I realize this is probably subjective; everyones mileage will likely vary. We just wanted to see if there was some universal, agreed-upon "average" time frame that we're hopefully not dragging out beyond what politeness would dictate.


You hit the nail on the head with everyone's mileage will vary. There is no universal agreed upon anything, much less a universal agreed upon time frame (except, of course, for those 'elite' members of the One Twue Way ).

How much time that is elapses before you meet is entirely contingent on how much time all parties need until they feel comfortable to meet. I have met people (in public, with a safe call, and often with an escort) after one day, other's I have spoken with online and on the phone for months before agreeing to meet them. There are a lot of variables to consider - relative geography,  the impressions everyone has of eachother, how compatible you feel you are, how willing people are to just meet without being overly skewed by expectations.

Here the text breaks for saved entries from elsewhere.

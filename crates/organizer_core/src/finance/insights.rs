//! Longer-range finance insights: yearly trend, month-end projection,
//! spending patterns and frequent categories.

use crate::model::period::MonthKey;
use crate::model::transaction::{Transaction, TransactionKind};
use chrono::{Datelike, NaiveDate};
use std::collections::HashMap;

/// Minimum occurrences of the same description/category to count as recurring.
pub const RECURRING_MIN_OCCURRENCES: usize = 3;
/// Quick-pick categories offered per transaction type.
pub const FREQUENT_CATEGORY_LIMIT: usize = 4;

#[derive(Debug, Clone, Copy, PartialEq)]
pub struct MonthTotals {
    pub month: MonthKey,
    pub income: f64,
    pub expenses: f64,
}

impl MonthTotals {
    pub fn balance(&self) -> f64 {
        self.income - self.expenses
    }
}

/// Income and expense totals for one month.
pub fn month_totals(transactions: &[Transaction], month: MonthKey) -> MonthTotals {
    let mut totals = MonthTotals {
        month,
        income: 0.0,
        expenses: 0.0,
    };
    for tx in transactions.iter().filter(|tx| month.contains(tx.date)) {
        match tx.kind {
            TransactionKind::Income => totals.income += tx.amount,
            TransactionKind::Expense => totals.expenses += tx.amount,
        }
    }
    totals
}

/// January..December totals for `year`; always twelve entries.
pub fn yearly_trend(transactions: &[Transaction], year: i32) -> Vec<MonthTotals> {
    (1..=12)
        .filter_map(|month| MonthKey::new(year, month))
        .map(|month| month_totals(transactions, month))
        .collect()
}

#[derive(Debug, Clone, Copy, PartialEq)]
pub struct MonthProjection {
    pub income: f64,
    pub expenses: f64,
    pub balance: f64,
}

/// Extrapolates the current month to its end from daily averages so far.
pub fn month_projection(transactions: &[Transaction], today: NaiveDate) -> MonthProjection {
    let month = MonthKey::of(today);
    let totals = month_totals(transactions, month);
    let elapsed = f64::from(today.day());
    let days_left = f64::from(month.days_in_month().saturating_sub(today.day()));

    let income = totals.income + totals.income / elapsed * days_left;
    let expenses = totals.expenses + totals.expenses / elapsed * days_left;
    MonthProjection {
        income,
        expenses,
        balance: income - expenses,
    }
}

#[derive(Debug, Clone, PartialEq)]
pub struct RecurringExpense {
    /// Description as first seen.
    pub description: String,
    pub category: String,
    pub occurrences: usize,
    pub average_amount: f64,
}

#[derive(Debug, Clone, PartialEq)]
pub struct CategorySuggestion {
    pub category: String,
    pub total: f64,
}

impl CategorySuggestion {
    pub fn message(&self) -> String {
        format!(
            "Você gasta mais em {}. Considere revisar esses gastos.",
            self.category
        )
    }
}

#[derive(Debug, Clone, Default, PartialEq)]
pub struct SpendingPatterns {
    pub recurring: Vec<RecurringExpense>,
    /// Category with the highest total spend across all transactions.
    pub highest_category: Option<CategorySuggestion>,
}

/// Detects repeated expenses and the dominant spending category.
pub fn analyze_patterns(transactions: &[Transaction]) -> SpendingPatterns {
    let mut groups: Vec<RecurringExpense> = Vec::new();
    let mut index_by_key = HashMap::<(String, String), usize>::new();
    let mut category_totals: Vec<(String, f64)> = Vec::new();

    for tx in transactions.iter().filter(|tx| tx.is_expense()) {
        let key = (tx.description.to_lowercase(), tx.category.clone());
        match index_by_key.get(&key) {
            Some(&index) => {
                let group = &mut groups[index];
                group.occurrences += 1;
                group.average_amount += tx.amount;
            }
            None => {
                index_by_key.insert(key, groups.len());
                groups.push(RecurringExpense {
                    description: tx.description.clone(),
                    category: tx.category.clone(),
                    occurrences: 1,
                    average_amount: tx.amount,
                });
            }
        }

        match category_totals.iter_mut().find(|(name, _)| *name == tx.category) {
            Some((_, total)) => *total += tx.amount,
            None => category_totals.push((tx.category.clone(), tx.amount)),
        }
    }

    let recurring = groups
        .into_iter()
        .filter(|group| group.occurrences >= RECURRING_MIN_OCCURRENCES)
        .map(|mut group| {
            group.average_amount /= group.occurrences as f64;
            group
        })
        .collect();

    // First-seen category wins ties.
    let highest_category = category_totals
        .into_iter()
        .fold(None::<(String, f64)>, |best, candidate| match best {
            Some(current) if current.1 >= candidate.1 => Some(current),
            _ => Some(candidate),
        })
        .map(|(category, total)| CategorySuggestion { category, total });

    SpendingPatterns {
        recurring,
        highest_category,
    }
}

/// Most used categories for `kind`, by transaction count.
pub fn frequent_categories(transactions: &[Transaction], kind: TransactionKind) -> Vec<String> {
    let mut counts: Vec<(String, usize)> = Vec::new();
    for tx in transactions.iter().filter(|tx| tx.kind == kind) {
        match counts.iter_mut().find(|(name, _)| *name == tx.category) {
            Some((_, count)) => *count += 1,
            None => counts.push((tx.category.clone(), 1)),
        }
    }
    counts.sort_by(|a, b| b.1.cmp(&a.1));
    counts
        .into_iter()
        .take(FREQUENT_CATEGORY_LIMIT)
        .map(|(name, _)| name)
        .collect()
}

#[derive(Debug, Clone, Copy, PartialEq, Eq)]
pub enum GrowthTrend {
    Up,
    Down,
    Stable,
}

impl GrowthTrend {
    pub fn as_str(self) -> &'static str {
        match self {
            Self::Up => "up",
            Self::Down => "down",
            Self::Stable => "stable",
        }
    }
}

/// Whole-percent change of `current` over `previous`.
#[derive(Debug, Clone, Copy, PartialEq)]
pub struct Growth {
    pub current: f64,
    pub previous: f64,
    /// Rounded; 0 when `previous` is zero.
    pub percent: i64,
    pub trend: GrowthTrend,
}

pub fn growth(current: f64, previous: f64) -> Growth {
    let change = if previous > 0.0 {
        (current - previous) / previous * 100.0
    } else {
        0.0
    };
    let trend = if change > 0.0 {
        GrowthTrend::Up
    } else if change < 0.0 {
        GrowthTrend::Down
    } else {
        GrowthTrend::Stable
    };
    Growth {
        current,
        previous,
        percent: change.round() as i64,
        trend,
    }
}

/// Month-over-month expense change for the month containing `today`.
pub fn expense_change(transactions: &[Transaction], today: NaiveDate) -> Growth {
    let month = MonthKey::of(today);
    let current = month_totals(transactions, month).expenses;
    let previous = month_totals(transactions, month.previous()).expenses;
    growth(current, previous)
}

#[cfg(test)]
mod tests {
    use super::{
        analyze_patterns, expense_change, frequent_categories, growth, month_projection,
        yearly_trend, GrowthTrend,
    };
    use crate::model::transaction::{Transaction, TransactionKind};
    use chrono::NaiveDate;

    fn date(m: u32, d: u32) -> NaiveDate {
        NaiveDate::from_ymd_opt(2024, m, d).unwrap()
    }

    fn expense(desc: &str, amount: f64, on: NaiveDate, category: &str) -> Transaction {
        Transaction::new(desc, amount, TransactionKind::Expense, on, category)
    }

    #[test]
    fn yearly_trend_has_twelve_months() {
        let txs = vec![
            expense("Luz", 100.0, date(2, 3), "Moradia"),
            Transaction::new("Salário", 2000.0, TransactionKind::Income, date(2, 5), "Trabalho"),
            expense("Outro ano", 50.0, NaiveDate::from_ymd_opt(2023, 2, 1).unwrap(), "Outros"),
        ];
        let trend = yearly_trend(&txs, 2024);
        assert_eq!(trend.len(), 12);
        assert_eq!(trend[1].expenses, 100.0);
        assert_eq!(trend[1].balance(), 1900.0);
        assert_eq!(trend[0].income, 0.0);
    }

    #[test]
    fn projection_extrapolates_daily_average() {
        // April has 30 days; day 10 leaves 20.
        let txs = vec![
            expense("Mercado", 100.0, date(4, 2), "Alimentação"),
            Transaction::new("Freela", 500.0, TransactionKind::Income, date(4, 8), "Trabalho"),
        ];
        let projection = month_projection(&txs, date(4, 10));
        assert_eq!(projection.expenses, 300.0);
        assert_eq!(projection.income, 1500.0);
        assert_eq!(projection.balance, 1200.0);
    }

    #[test]
    fn patterns_group_by_lowercase_description_and_category() {
        let txs = vec![
            expense("Uber", 20.0, date(1, 1), "Transporte"),
            expense("uber", 30.0, date(1, 2), "Transporte"),
            expense("UBER", 40.0, date(1, 3), "Transporte"),
            expense("Uber", 100.0, date(1, 4), "Lazer"),
            expense("Aluguel", 1500.0, date(1, 5), "Moradia"),
        ];
        let patterns = analyze_patterns(&txs);

        assert_eq!(patterns.recurring.len(), 1);
        let recurring = &patterns.recurring[0];
        assert_eq!(recurring.description, "Uber");
        assert_eq!(recurring.occurrences, 3);
        assert_eq!(recurring.average_amount, 30.0);

        let highest = patterns.highest_category.unwrap();
        assert_eq!(highest.category, "Moradia");
        assert_eq!(highest.total, 1500.0);
    }

    #[test]
    fn frequent_categories_keep_top_four_for_type() {
        let mut txs = Vec::new();
        for (category, count) in [("A", 1), ("B", 5), ("C", 3), ("D", 2), ("E", 4)] {
            for _ in 0..count {
                txs.push(expense("gasto", 1.0, date(1, 1), category));
            }
        }
        txs.push(Transaction::new("pix", 1.0, TransactionKind::Income, date(1, 1), "Z"));

        assert_eq!(
            frequent_categories(&txs, TransactionKind::Expense),
            vec!["B", "E", "C", "D"]
        );
        assert_eq!(frequent_categories(&txs, TransactionKind::Income), vec!["Z"]);
    }

    #[test]
    fn growth_is_zero_without_previous_value() {
        assert_eq!(growth(10.0, 0.0).trend, GrowthTrend::Stable);
        assert_eq!(growth(150.0, 100.0).percent, 50);
        assert_eq!(growth(2.0, 3.0).percent, -33);

        let txs = vec![
            expense("Março", 200.0, date(3, 10), "Outros"),
            expense("Abril", 100.0, date(4, 1), "Outros"),
        ];
        let change = expense_change(&txs, date(4, 15));
        assert_eq!(change.percent, -50);
        assert_eq!(change.trend, GrowthTrend::Down);
    }
}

I may meet people at times with the idea that I may play with them in the future in the back of my mind, however, that has never been a specific agenda for me. I go into a meeting with the intent that I am getting to know someone new, nothing more, nothing less. If we end up  being compatible for play, that's good, but if not - I don't have a sour taste in my mouth that it didn't work out. YMMV of course, but that is something that has always been important for my sanity, at least.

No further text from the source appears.